In The Next Room or the vibrator play (The SOB Review) - Lincoln Center Theatre, Lyceum Theatre, New York, New York

** (out of ****)

In Sarah Ruhl's provocative yet surpringly limp In The Next Room or the vibrator play that opened last evening, the playwright apparently wants to have it both ways.

Try as Ruhl might to suggest that the climax isn't the most important thing, she dares to make hers exactly that. Her conclusion's message on the delicate balance between intimacy and, er, paroxysms isn't so much heavy-handed as it is a few delicate digits milking things for all its worth making the rest of the work seem too clever by half.

Euphemisms and word play abound in supplementing the handheld variety in this work about the introduction of the vibrator in the Victorian era. As demonstrated by Dr. Givings (an unusually earnest Michael Cerveris), the device's earliest use was purely clinical in treating (primarily) women for "hysteria" by releasing paroxysms.

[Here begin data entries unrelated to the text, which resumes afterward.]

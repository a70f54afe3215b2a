//! Command-line interface.

mod commands;
mod helpers;
mod icons;

pub use commands::{is_verbose, run};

While he's helping his patients feel, um, better, his own wife (an unfortunately out-of-her-element Laura Benanti) is feeling low from post-partum neglect that we'll just call a no-coital connection with Dr. Givings. Exacerbating her melancholy are the squeals emanating from her husband's office, immediately adjacent to their home's living parlor. She's hearing an array of pleasured patients including the blooming sapphist Mrs. Daldry (portrayed with dizzying delight by Maria Dizzia) and caddish artist Leo Irving (Chandler Williams).

Try as she might to rouse her husband, including by actively engaging both Leo and Mrs. Daldry's own spouse (Thomas Jay Ryan), if only to elicit a response from Dr. Givings, Mrs. Givings is largely left to her own devices. That is, until Mrs. Daldry introduces her to the one Dr. Givings has been using in treatment.

Ruhl certainly tries to titillate by mining laughs at the expense of the period's intense degree of innocence and prudishness. And it is often quite funny. But even with an eleventh hour epiphany by Dr. Givings that enables him to view his wife in a new light (furnished here by Russell H. Champa), the real stimulation comes too late to be completely satisfying. It's enough to leave you feeling as if someone has been faking it all along just to be done with it.

Post script: On a side note, one aspect of this production that was particularly infuriating for me were the extremely poor sight-lines from my left orchestra seat. Not only could I not see much of the action, but for a play that yearns to be about intimacy, I felt as though I was in the theatre next door, trying to get my own peek inside. For this, I not only fault director Les Waters' blocking of his actors, but also Annie Smart's less than ingenious scenic design that separated the two time appropriate rooms from each other.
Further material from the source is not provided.